Saved data entries:
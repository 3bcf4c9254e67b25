//! OpenSSH-backed switch sessions.
//!
//! Each [`SshSession`] is one OpenSSH ControlMaster process holding a single
//! authenticated connection, with a control socket in a private temporary
//! directory. Commands are multiplexed over that socket, so the switch sees one
//! login per reconciliation no matter how many commands it runs.
//!
//! Password authentication goes through `sshpass -e` (the password travels in
//! the environment, never on the command line). Without a password the master
//! runs in `BatchMode` and relies on the identity file or agent.
//!
//! The master is spawned with `kill_on_drop`, and the socket directory is
//! removed when the session drops, so an aborted run cannot leak either.

use std::path::{Path, PathBuf};
use std::process::Stdio;
use std::sync::{Arc, Mutex};
use std::time::Duration;

use tempfile::TempDir;
use tokio::io::AsyncWriteExt;
use tokio::process::{Child, Command};
use tracing::{debug, info, warn};

use super::cli::{self, CliDialect};
use super::{DeviceError, DeviceOperation, SwitchConnector, SwitchSession};
use crate::types::{InterfaceName, VlanId};

const SSH_PROGRAM: &str = "ssh";
const SSHPASS_PROGRAM: &str = "sshpass";

/// Exit status ssh uses for its own failures (as opposed to the remote command's).
const SSH_TRANSPORT_FAILURE: i32 = 255;

/// Interval between control-socket readiness checks while opening.
const MASTER_POLL_INTERVAL: Duration = Duration::from_millis(100);

/// Where and how to log in.
#[derive(Clone)]
pub struct SshTarget {
    pub host: String,
    pub port: u16,
    pub username: String,
    pub password: Option<String>,
    pub identity_file: Option<PathBuf>,
    pub connect_timeout: Duration,
}

impl SshTarget {
    fn destination(&self) -> String {
        format!("{}@{}", self.username, self.host)
    }

    /// Options shared by the master and every multiplexed client.
    fn common_args(&self, socket: &Path) -> Vec<String> {
        vec![
            "-S".to_string(),
            socket.display().to_string(),
            "-p".to_string(),
            self.port.to_string(),
            "-o".to_string(),
            "StrictHostKeyChecking=accept-new".to_string(),
            "-o".to_string(),
            format!("ConnectTimeout={}", self.connect_timeout.as_secs().max(1)),
        ]
    }

    /// A client command multiplexed over the master at `socket`.
    fn client_command(&self, socket: &Path) -> Command {
        let mut cmd = Command::new(SSH_PROGRAM);
        cmd.args(self.common_args(socket));
        cmd.args(["-o", "BatchMode=yes"]);
        cmd.kill_on_drop(true);
        cmd
    }

    /// Builds the ControlMaster command for `socket`.
    fn master_command(&self, socket: &Path) -> Command {
        let mut cmd = match &self.password {
            Some(password) => {
                let mut cmd = Command::new(SSHPASS_PROGRAM);
                cmd.env("SSHPASS", password);
                cmd.arg("-e").arg(SSH_PROGRAM);
                cmd
            }
            None => Command::new(SSH_PROGRAM),
        };

        cmd.args(["-M", "-N", "-o", "ControlPersist=no", "-o", "ServerAliveInterval=10"]);
        cmd.args(self.common_args(socket));
        if self.password.is_some() {
            cmd.args([
                "-o",
                "PreferredAuthentications=password,keyboard-interactive",
                "-o",
                "NumberOfPasswordPrompts=1",
            ]);
        } else {
            cmd.args(["-o", "BatchMode=yes"]);
        }
        if let Some(identity) = &self.identity_file {
            cmd.arg("-i").arg(identity);
        }
        cmd.arg(self.destination());

        cmd.stdin(Stdio::null())
            .stdout(Stdio::null())
            .stderr(Stdio::piped())
            .kill_on_drop(true);
        cmd
    }

    /// Whether the master behind `socket` is up and authenticated.
    async fn control_check(&self, socket: &Path) -> bool {
        let mut cmd = self.client_command(socket);
        cmd.args(["-O", "check"])
            .arg(self.destination())
            .stdin(Stdio::null())
            .stdout(Stdio::null())
            .stderr(Stdio::null());
        matches!(cmd.status().await, Ok(status) if status.success())
    }
}

impl std::fmt::Debug for SshTarget {
    fn fmt(&self, f: &mut std::fmt::Formatter<'_>) -> std::fmt::Result {
        f.debug_struct("SshTarget")
            .field("host", &self.host)
            .field("port", &self.port)
            .field("username", &self.username)
            .field("password", &self.password.as_ref().map(|_| "<redacted>"))
            .field("identity_file", &self.identity_file)
            .field("connect_timeout", &self.connect_timeout)
            .finish()
    }
}

/// Classifies why the master exited before the socket came up.
fn classify_master_failure(stderr: &str) -> DeviceError {
    let detail = stderr.trim();
    let detail = if detail.is_empty() {
        "ssh exited before the connection was established"
    } else {
        detail
    };

    let auth_markers = [
        "Permission denied",
        "Authentication failed",
        "Host key verification failed",
        "Too many authentication failures",
    ];
    if auth_markers.iter().any(|m| detail.contains(m)) {
        DeviceError::authentication(DeviceOperation::Open, detail)
    } else {
        DeviceError::connection(DeviceOperation::Open, detail)
    }
}

/// Opens [`SshSession`]s to one switch.
#[derive(Debug, Clone)]
pub struct SshConnector {
    target: Arc<SshTarget>,
    dialect: CliDialect,
}

impl SshConnector {
    pub fn new(target: SshTarget, dialect: CliDialect) -> Self {
        SshConnector {
            target: Arc::new(target),
            dialect,
        }
    }
}

impl SwitchConnector for SshConnector {
    type Session = SshSession;

    async fn open(&self) -> Result<SshSession, DeviceError> {
        let control_dir = tempfile::Builder::new()
            .prefix("switchport-ssh-")
            .tempdir()
            .map_err(|e| {
                DeviceError::connection(
                    DeviceOperation::Open,
                    format!("cannot create control socket directory: {}", e),
                )
            })?;
        let socket = control_dir.path().join("control");

        let mut master = self.target.master_command(&socket).spawn().map_err(|e| {
            DeviceError::connection(DeviceOperation::Open, format!("cannot spawn ssh: {}", e))
        })?;

        // Bounded by the caller's operation timeout; dropping `master` kills it.
        loop {
            match master.try_wait() {
                Ok(Some(_)) => {
                    let output = master.wait_with_output().await.map_err(|e| {
                        DeviceError::connection(DeviceOperation::Open, e.to_string())
                    })?;
                    return Err(classify_master_failure(&String::from_utf8_lossy(
                        &output.stderr,
                    )));
                }
                Ok(None) => {}
                Err(e) => {
                    return Err(DeviceError::connection(DeviceOperation::Open, e.to_string()));
                }
            }

            if self.target.control_check(&socket).await {
                break;
            }
            tokio::time::sleep(MASTER_POLL_INTERVAL).await;
        }

        info!(host = %self.target.host, port = self.target.port, "Connected to switch");
        Ok(SshSession {
            target: Arc::clone(&self.target),
            dialect: self.dialect.clone(),
            socket,
            master: Mutex::new(master),
            _control_dir: control_dir,
        })
    }
}

/// One multiplexed SSH connection to the switch.
pub struct SshSession {
    target: Arc<SshTarget>,
    dialect: CliDialect,
    socket: PathBuf,
    master: Mutex<Child>,
    // Removed on drop, after the master is gone.
    _control_dir: TempDir,
}

impl std::fmt::Debug for SshSession {
    fn fmt(&self, f: &mut std::fmt::Formatter<'_>) -> std::fmt::Result {
        f.debug_struct("SshSession")
            .field("host", &self.target.host)
            .field("socket", &self.socket)
            .finish()
    }
}

impl SshSession {
    /// Runs one exec-mode command and returns its stdout.
    async fn exec(&self, operation: DeviceOperation, command: &str) -> Result<String, DeviceError> {
        debug!(%operation, command, "Running switch command");
        let output = self
            .target
            .client_command(&self.socket)
            .arg(self.target.destination())
            .arg(command)
            .stdin(Stdio::null())
            .output()
            .await
            .map_err(|e| DeviceError::connection(operation, e.to_string()))?;

        let stdout = String::from_utf8_lossy(&output.stdout).into_owned();
        if output.status.code() == Some(SSH_TRANSPORT_FAILURE) {
            let stderr = String::from_utf8_lossy(&output.stderr);
            return Err(DeviceError::connection(operation, stderr.trim().to_string()));
        }
        Ok(stdout)
    }

    /// Feeds a configuration script to the switch CLI and checks the reply.
    async fn run_script(
        &self,
        operation: DeviceOperation,
        script: Vec<String>,
    ) -> Result<(), DeviceError> {
        debug!(%operation, lines = script.len(), "Sending configuration script");
        let mut child = self
            .target
            .client_command(&self.socket)
            .arg("-T")
            .arg(self.target.destination())
            .stdin(Stdio::piped())
            .stdout(Stdio::piped())
            .stderr(Stdio::piped())
            .spawn()
            .map_err(|e| DeviceError::connection(operation, e.to_string()))?;

        let mut input = script.join("\n");
        input.push_str("\nexit\n");
        if let Some(mut stdin) = child.stdin.take() {
            stdin
                .write_all(input.as_bytes())
                .await
                .map_err(|e| DeviceError::connection(operation, e.to_string()))?;
            // Closing stdin ends the CLI session once the script has run.
            drop(stdin);
        }

        let output = child
            .wait_with_output()
            .await
            .map_err(|e| DeviceError::connection(operation, e.to_string()))?;

        if output.status.code() == Some(SSH_TRANSPORT_FAILURE) {
            let stderr = String::from_utf8_lossy(&output.stderr);
            return Err(DeviceError::connection(operation, stderr.trim().to_string()));
        }

        let stdout = String::from_utf8_lossy(&output.stdout);
        match cli::find_error(&stdout) {
            Some(line) => Err(DeviceError::command(operation, line)),
            None => Ok(()),
        }
    }
}

impl SwitchSession for SshSession {
    async fn vlan_exists(&self, vlan: VlanId) -> Result<bool, DeviceError> {
        let op = DeviceOperation::VlanExists;
        let output = self.exec(op, &self.dialect.show_vlan(vlan)).await?;
        cli::parse_vlan_exists(&output, vlan).map_err(|msg| DeviceError::command(op, msg))
    }

    async fn create_vlan(&self, vlan: VlanId, name: &str) -> Result<(), DeviceError> {
        self.run_script(
            DeviceOperation::CreateVlan,
            self.dialect.create_vlan_script(vlan, name),
        )
        .await
    }

    async fn set_interface_vlan(
        &self,
        interface: &InterfaceName,
        vlan: VlanId,
    ) -> Result<(), DeviceError> {
        self.run_script(
            DeviceOperation::SetInterfaceVlan,
            self.dialect.set_interface_vlan_script(interface, vlan),
        )
        .await
    }

    async fn set_interface_admin_up(&self, interface: &InterfaceName) -> Result<(), DeviceError> {
        self.run_script(
            DeviceOperation::SetInterfaceAdminUp,
            self.dialect.set_interface_admin_up_script(interface),
        )
        .await
    }

    async fn read_interface_vlan(&self, interface: &InterfaceName) -> Result<VlanId, DeviceError> {
        let op = DeviceOperation::ReadInterfaceVlan;
        let output = self.exec(op, &self.dialect.show_switchport(interface)).await?;
        cli::parse_access_vlan(&output).map_err(|msg| DeviceError::command(op, msg))
    }

    async fn close(self) {
        let exited = self
            .target
            .client_command(&self.socket)
            .args(["-O", "exit"])
            .arg(self.target.destination())
            .stdin(Stdio::null())
            .stdout(Stdio::null())
            .stderr(Stdio::null())
            .status()
            .await
            .is_ok_and(|s| s.success());

        let mut master = self.master.into_inner().unwrap_or_else(|e| e.into_inner());
        if !exited {
            warn!(host = %self.target.host, "ssh master did not exit cleanly, killing it");
            if let Err(e) = master.kill().await {
                warn!(error = %e, "Failed to kill ssh master");
            }
        } else if let Err(e) = master.wait().await {
            warn!(error = %e, "Failed to reap ssh master");
        }
        debug!(host = %self.target.host, "Disconnected from switch");
    }
}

Exercise objective:
Lines holding the string "const" must be copied out of the entries above.

Reply to the task:
const SSH_PROGRAM: &str = "ssh";
const SSHPASS_PROGRAM: &str = "sshpass";
const SSH_TRANSPORT_FAILURE: i32 = 255;
const MASTER_POLL_INTERVAL: Duration = Duration::from_millis(100);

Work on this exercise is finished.